§ **ACTIVITY**
Could you print, exactly as they stand, the lines from the one holding "a runtime condition" to the end of the data below, and nothing more?

§ **SUPPLIED RECORDS**
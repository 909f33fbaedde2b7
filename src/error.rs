//! # Engine Error Types
//!
//! Structured error handling for the orchestration engine using thiserror.
//! Every failure mode is a distinct variant so callers can branch on the
//! error kind instead of parsing messages.

use thiserror::Error;

/// Errors raised by the workflow orchestration engine.
///
/// All variants are fatal to the call that raised them: the engine performs
/// no internal retries and never rolls back partial progress. Idempotent
/// re-invocation is the recovery path.
#[derive(Error, Debug, Clone, PartialEq, Eq)]
pub enum EngineError {
    /// A lifecycle operation was invoked while the instance was in a state
    /// that does not permit it. The instance is left unchanged.
    #[error("State violation: {message}")]
    StateViolation { message: String },

    /// An entity lookup came back empty where the caller required a hit.
    #[error("{entity} not found: {id}")]
    NotFound { entity: &'static str, id: String },

    /// An activity insertion targeted a position the default chain cannot
    /// accept.
    #[error("Invalid position {position} for workflow definition {workflow_definition_id}: {message}")]
    InvalidPosition {
        workflow_definition_id: i64,
        position: i32,
        message: String,
    },

    /// The instance pointer moved between the caller's read and the decision
    /// save. The caller must re-read the instance and retry.
    #[error("Concurrent workflow modification on instance {instance_id}")]
    ConcurrencyConflict { instance_id: i64 },

    /// A single-decision query was issued against a multiple-approval
    /// activity, or vice versa.
    #[error("Multiplicity mismatch on activity definition {activity_definition_id}: {message}")]
    MultiplicityMismatch {
        activity_definition_id: i64,
        message: String,
    },

    /// The advancement gate is not satisfied for the current activity.
    #[error("Cannot advance workflow instance {instance_id}: approval requirement not satisfied")]
    AdvancementDenied { instance_id: i64 },

    /// A caller-side precondition failed (for example creating an entity
    /// that already carries an id).
    #[error("Validation error: {message}")]
    Validation { message: String },
}

impl EngineError {
    /// Create a state violation error
    pub fn state_violation(message: impl Into<String>) -> Self {
        Self::StateViolation {
            message: message.into(),
        }
    }

    /// Create a not-found error for the given entity kind and id
    pub fn not_found(entity: &'static str, id: impl ToString) -> Self {
        Self::NotFound {
            entity,
            id: id.to_string(),
        }
    }

    /// Create a validation error
    pub fn validation(message: impl Into<String>) -> Self {
        Self::Validation {
            message: message.into(),
        }
    }

    /// Check whether this error signals a misconfigured definition rather
    /// than a runtime condition
    pub fn is_structural(&self) -> bool {
        matches!(
            self,
            Self::NotFound { .. } | Self::InvalidPosition { .. } | Self::Validation { .. }
        )
    }
}

pub type Result<T> = std::result::Result<T, EngineError>;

§ **YOUR RESPONSE**
    /// than a runtime condition
    pub fn is_structural(&self) -> bool {
        matches!(
            self,
            Self::NotFound { .. } | Self::InvalidPosition { .. } | Self::Validation { .. }
        )
    }
}

pub type Result<T> = std::result::Result<T, EngineError>;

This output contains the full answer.